Locate, in the data below, the line that contains "const EXPIRES: Desc" and the line that contains "let fields = parse_fields(value);"; reproduce exactly those two lines and every line between them, nothing more.

----

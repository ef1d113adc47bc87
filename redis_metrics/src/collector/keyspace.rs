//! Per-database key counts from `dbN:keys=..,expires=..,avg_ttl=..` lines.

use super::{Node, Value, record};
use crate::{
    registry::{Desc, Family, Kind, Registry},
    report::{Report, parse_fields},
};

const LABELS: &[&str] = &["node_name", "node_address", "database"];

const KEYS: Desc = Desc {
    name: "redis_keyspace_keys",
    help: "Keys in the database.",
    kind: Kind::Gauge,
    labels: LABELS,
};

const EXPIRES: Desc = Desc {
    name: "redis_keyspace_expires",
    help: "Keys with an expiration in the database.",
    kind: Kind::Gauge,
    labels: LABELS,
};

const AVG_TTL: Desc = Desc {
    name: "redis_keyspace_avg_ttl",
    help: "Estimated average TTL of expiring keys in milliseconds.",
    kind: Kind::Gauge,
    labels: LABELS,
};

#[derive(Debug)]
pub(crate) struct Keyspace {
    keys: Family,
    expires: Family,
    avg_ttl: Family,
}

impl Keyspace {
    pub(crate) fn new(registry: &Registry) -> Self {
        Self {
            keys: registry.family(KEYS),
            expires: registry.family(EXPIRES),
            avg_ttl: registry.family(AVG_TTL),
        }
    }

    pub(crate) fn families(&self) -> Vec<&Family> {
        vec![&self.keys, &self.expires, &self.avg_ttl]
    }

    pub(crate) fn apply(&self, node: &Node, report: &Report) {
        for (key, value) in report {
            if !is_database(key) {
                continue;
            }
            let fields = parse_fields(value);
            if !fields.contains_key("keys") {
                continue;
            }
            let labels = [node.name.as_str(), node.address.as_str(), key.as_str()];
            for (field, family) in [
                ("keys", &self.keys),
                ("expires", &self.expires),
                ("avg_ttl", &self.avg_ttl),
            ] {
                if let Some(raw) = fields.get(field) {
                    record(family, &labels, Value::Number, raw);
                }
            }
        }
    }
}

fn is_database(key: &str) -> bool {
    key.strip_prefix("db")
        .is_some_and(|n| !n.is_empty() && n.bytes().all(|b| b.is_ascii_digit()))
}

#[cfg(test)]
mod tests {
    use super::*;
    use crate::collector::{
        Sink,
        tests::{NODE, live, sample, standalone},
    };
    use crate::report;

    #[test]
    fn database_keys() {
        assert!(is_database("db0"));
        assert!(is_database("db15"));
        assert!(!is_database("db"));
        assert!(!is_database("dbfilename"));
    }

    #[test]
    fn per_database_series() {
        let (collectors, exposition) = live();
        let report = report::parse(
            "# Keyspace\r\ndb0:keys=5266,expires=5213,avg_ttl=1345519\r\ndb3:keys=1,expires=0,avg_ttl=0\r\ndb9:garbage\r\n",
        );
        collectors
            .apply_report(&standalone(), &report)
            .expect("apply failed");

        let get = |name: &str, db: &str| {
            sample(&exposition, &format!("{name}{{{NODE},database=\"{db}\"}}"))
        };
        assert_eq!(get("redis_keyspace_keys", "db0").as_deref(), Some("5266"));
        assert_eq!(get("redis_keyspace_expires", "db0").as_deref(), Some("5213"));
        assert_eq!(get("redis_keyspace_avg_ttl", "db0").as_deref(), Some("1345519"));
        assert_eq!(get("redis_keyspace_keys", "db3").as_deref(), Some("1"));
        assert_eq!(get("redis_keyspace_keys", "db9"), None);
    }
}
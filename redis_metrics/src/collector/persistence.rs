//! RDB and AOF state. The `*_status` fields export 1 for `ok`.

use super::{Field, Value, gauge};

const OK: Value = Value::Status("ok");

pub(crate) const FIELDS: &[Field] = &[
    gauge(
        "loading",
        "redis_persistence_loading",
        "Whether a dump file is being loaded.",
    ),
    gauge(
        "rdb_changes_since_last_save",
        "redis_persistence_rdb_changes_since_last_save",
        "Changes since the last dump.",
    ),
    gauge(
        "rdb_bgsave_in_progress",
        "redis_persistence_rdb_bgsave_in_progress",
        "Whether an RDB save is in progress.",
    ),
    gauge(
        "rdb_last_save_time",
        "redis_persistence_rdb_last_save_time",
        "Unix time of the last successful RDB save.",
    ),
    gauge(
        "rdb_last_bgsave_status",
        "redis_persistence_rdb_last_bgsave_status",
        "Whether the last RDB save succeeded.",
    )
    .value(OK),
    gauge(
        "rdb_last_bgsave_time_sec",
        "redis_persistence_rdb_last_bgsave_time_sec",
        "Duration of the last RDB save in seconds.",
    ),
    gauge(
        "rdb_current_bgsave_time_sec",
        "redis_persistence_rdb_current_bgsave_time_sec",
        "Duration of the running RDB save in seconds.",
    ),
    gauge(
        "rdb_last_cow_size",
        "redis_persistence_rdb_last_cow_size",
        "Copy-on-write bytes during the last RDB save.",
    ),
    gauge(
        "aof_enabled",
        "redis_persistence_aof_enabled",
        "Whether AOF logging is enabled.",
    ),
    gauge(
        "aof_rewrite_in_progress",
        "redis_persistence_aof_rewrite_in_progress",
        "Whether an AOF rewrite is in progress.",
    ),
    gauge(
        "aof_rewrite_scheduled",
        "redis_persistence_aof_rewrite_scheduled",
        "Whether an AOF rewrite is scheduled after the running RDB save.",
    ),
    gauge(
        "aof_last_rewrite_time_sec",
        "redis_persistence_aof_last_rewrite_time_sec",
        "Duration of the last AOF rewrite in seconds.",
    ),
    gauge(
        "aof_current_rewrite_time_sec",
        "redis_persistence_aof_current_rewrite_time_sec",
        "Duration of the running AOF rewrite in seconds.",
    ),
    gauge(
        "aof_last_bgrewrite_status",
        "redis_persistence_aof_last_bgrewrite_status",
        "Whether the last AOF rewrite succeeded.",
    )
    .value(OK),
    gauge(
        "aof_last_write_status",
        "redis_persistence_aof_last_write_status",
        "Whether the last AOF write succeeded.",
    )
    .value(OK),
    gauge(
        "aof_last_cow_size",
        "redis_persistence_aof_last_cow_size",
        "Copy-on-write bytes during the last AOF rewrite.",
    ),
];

----

Solution to this problem
const EXPIRES: Desc = Desc {
    name: "redis_keyspace_expires",
    help: "Keys with an expiration in the database.",
    kind: Kind::Gauge,
    labels: LABELS,
};

const AVG_TTL: Desc = Desc {
    name: "redis_keyspace_avg_ttl",
    help: "Estimated average TTL of expiring keys in milliseconds.",
    kind: Kind::Gauge,
    labels: LABELS,
};

#[derive(Debug)]
pub(crate) struct Keyspace {
    keys: Family,
    expires: Family,
    avg_ttl: Family,
}

impl Keyspace {
    pub(crate) fn new(registry: &Registry) -> Self {
        Self {
            keys: registry.family(KEYS),
            expires: registry.family(EXPIRES),
            avg_ttl: registry.family(AVG_TTL),
        }
    }

    pub(crate) fn families(&self) -> Vec<&Family> {
        vec![&self.keys, &self.expires, &self.avg_ttl]
    }

    pub(crate) fn apply(&self, node: &Node, report: &Report) {
        for (key, value) in report {
            if !is_database(key) {
                continue;
            }
            let fields = parse_fields(value);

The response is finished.